• Models
  • News
  • Pricing
  • FAQ
Contact
News
TutorialElevenLabsTTS·Jun 10, 2026·8 minute read

ElevenLabs Text to Speech — Complete Guide for Creators

Everything you need to know about ElevenLabs on Sonna: Eleven v3, Multilingual v2, Flash v2.5 — which model to pick, credit costs, and real-world use cases.

ElevenLabs

ElevenLabs is one of the world's leading text-to-speech (TTS) providers, and Sonna integrates three of their best models directly into the platform — without requiring your own ElevenLabs account.
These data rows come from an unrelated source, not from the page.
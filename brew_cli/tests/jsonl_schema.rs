use assert_cmd::prelude::*;
use rstest::rstest;
use std::fs;
use std::process::Command;
use tempfile::tempdir;

/// Validate the JSONL schema of a successful simulated brew.
#[rstest]
fn jsonl_brew_schema() {
    let dir = tempdir().unwrap();
    let cfg = dir.path().join("cfg.toml");
    fs::write(
        &cfg,
        "[brew]\ntarget_weight_g = 250.0\n\n[simulation]\ninitial_weight_g = 229.0\n",
    )
    .unwrap();

    let out = Command::cargo_bin("coldbrew")
        .unwrap()
        .arg("--json")
        .arg("--log-level")
        .arg("error")
        .arg("--config")
        .arg(&cfg)
        .arg("brew")
        .arg("--fast")
        .arg("--status-every-s")
        .arg("300")
        .assert()
        .success()
        .get_output()
        .stdout
        .clone();
    let stdout = String::from_utf8_lossy(&out);
    let lines: Vec<serde_json::Value> = stdout
        .lines()
        .map(|l| serde_json::from_str(l).unwrap_or_else(|e| panic!("not JSON ({e}): {l}")))
        .collect();

    let status: Vec<_> = lines.iter().filter(|v| v["event"] == "status").collect();
    assert!(!status.is_empty(), "no status lines in: {stdout}");
    assert!(status[0]["elapsed_s"].is_number());
    assert_eq!(status[0]["session"]["state"], "brewing");

    let last = lines.last().unwrap();
    assert_eq!(last["event"], "complete");
    let s = &last["session"];
    for key in [
        "id",
        "state",
        "strategy",
        "target_flow_rate",
        "valve_interval_s",
        "epsilon",
        "target_weight",
        "current_weight",
        "current_flow_rate",
        "valve_position",
        "valve_steps",
        "battery_pct",
        "time_started",
        "time_completed",
        "error",
    ] {
        assert!(s.get(key).is_some(), "missing {key} in {s}");
    }
    assert_eq!(s["state"], "completed");
    assert_eq!(s["strategy"], "default");
    assert!(s["current_weight"].as_f64().unwrap() >= 250.0);
    assert!(s["error"].is_null());
}

#[rstest]
fn jsonl_error_schema() {
    let dir = tempdir().unwrap();
    let cfg = dir.path().join("cfg.toml");
    fs::write(&cfg, "[brew]\nepsilon = 9.0\n").unwrap();

    let out = Command::cargo_bin("coldbrew")
        .unwrap()
        .arg("--json")
        .arg("--config")
        .arg(&cfg)
        .arg("self-check")
        .assert()
        .code(2)
        .get_output()
        .stderr
        .clone();
    let stderr = String::from_utf8_lossy(&out);
    let line = stderr
        .lines()
        .find(|l| l.contains("\"reason\""))
        .unwrap_or_else(|| panic!("no error JSON in: {stderr}"));
    let v: serde_json::Value = serde_json::from_str(line).unwrap();
    assert_eq!(v["reason"], "Config");
    assert!(v["message"].as_str().unwrap().contains("epsilon"));
}

#[rstest]
fn strategies_json_lists_every_kind() {
    let out = Command::cargo_bin("coldbrew")
        .unwrap()
        .arg("--json")
        .arg("strategies")
        .assert()
        .success()
        .get_output()
        .stdout
        .clone();
    let v: serde_json::Value = serde_json::from_slice(&out).unwrap();
    let ids: Vec<&str> = v
        .as_array()
        .unwrap()
        .iter()
        .map(|s| s["id"].as_str().unwrap())
        .collect();
    assert_eq!(
        ids,
        [
            "default",
            "pid",
            "kalman_pid",
            "smith_predictor",
            "adaptive_gain_scheduling",
            "mpc"
        ]
    );
    assert_eq!(v[5]["params"]["horizon"], "15");
}
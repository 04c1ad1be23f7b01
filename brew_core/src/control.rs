//! Control loop body: estimate, decide, actuate.

use crate::error::FaultRecord;
use crate::manager::Shared;
use crate::runner::Tick;
use crate::session::BrewState;
use crate::util::lock;

impl Shared {
    pub(crate) fn control_tick(&self, generation: u64) -> Tick {
        let _gate = lock(&self.control_gate);
        let (id, window) = {
            let core = lock(&self.core);
            if core.generation != generation {
                return Tick::Stop;
            }
            match core.active.as_ref() {
                Some(a) if a.session.state.is_live() => (a.session.id, a.config.valve_interval),
                _ => return Tick::Stop,
            }
        };

        let now = self.clock.utc_now();
        let estimate = {
            let store = lock(&self.store);
            self.estimator.estimate(&**store, window, now)
        };

        let mut core = lock(&self.core);
        if core.generation != generation {
            tracing::debug!(session = %id, "dropping control tick of a killed brew");
            return Tick::Stop;
        }
        let Some(active) = core
            .active
            .as_mut()
            .filter(|a| a.session.id == id && a.session.state.is_live())
        else {
            return Tick::Stop;
        };

        let flow = match estimate {
            Ok(flow) => {
                active.store_query_failures = 0;
                flow
            }
            Err(e) => {
                active.store_query_failures = active.store_query_failures.saturating_add(1);
                tracing::warn!(
                    session = %id,
                    failures = active.store_query_failures,
                    error = %e,
                    "flow query failed"
                );
                if active.store_query_failures >= self.engine.max_store_failures {
                    let fault = FaultRecord::store_failing(active.store_query_failures, &e, now);
                    core.enter_error(fault);
                    return Tick::Stop;
                }
                None
            }
        };

        active.session.current_flow_rate = flow;
        let weight = active.session.current_weight;
        let state = active.session.state;
        let (command, steps) = active.strategy.step(flow, weight);
        tracing::info!(
            session = %id,
            flow = ?flow,
            weight = ?weight,
            ?command,
            steps,
            %state,
            "control tick"
        );

        if state == BrewState::Brewing
            && steps > 0
            && let Some(direction) = command.direction()
            && let Err(e) = core.apply_valve(id, direction, steps)
        {
            core.enter_error(FaultRecord::valve_failed(&e, now));
            return Tick::Stop;
        }
        Tick::Continue(window)
    }
}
Simply select a voice, type your text, and generate studio-quality audio in seconds.

This guide explains the three ElevenLabs models available on Sonna, the differences between them, and when to use each one.


ElevenLabs Models on Sonna

Sonna provides three ElevenLabs models:

ModelModel IDLanguagesCharacter LimitCost per Character
Eleven v3eleven-v370+5,0002.10 credits
Multilingual v2eleven-multilingual-v22910,0002.10 credits
Flash v2.5eleven-flash-v2-53240,0001.05 credits

All ElevenLabs models require a Pro/Max plan or PAYG credits. Free users can only use Google Cloud TTS (Neural2 and WaveNet).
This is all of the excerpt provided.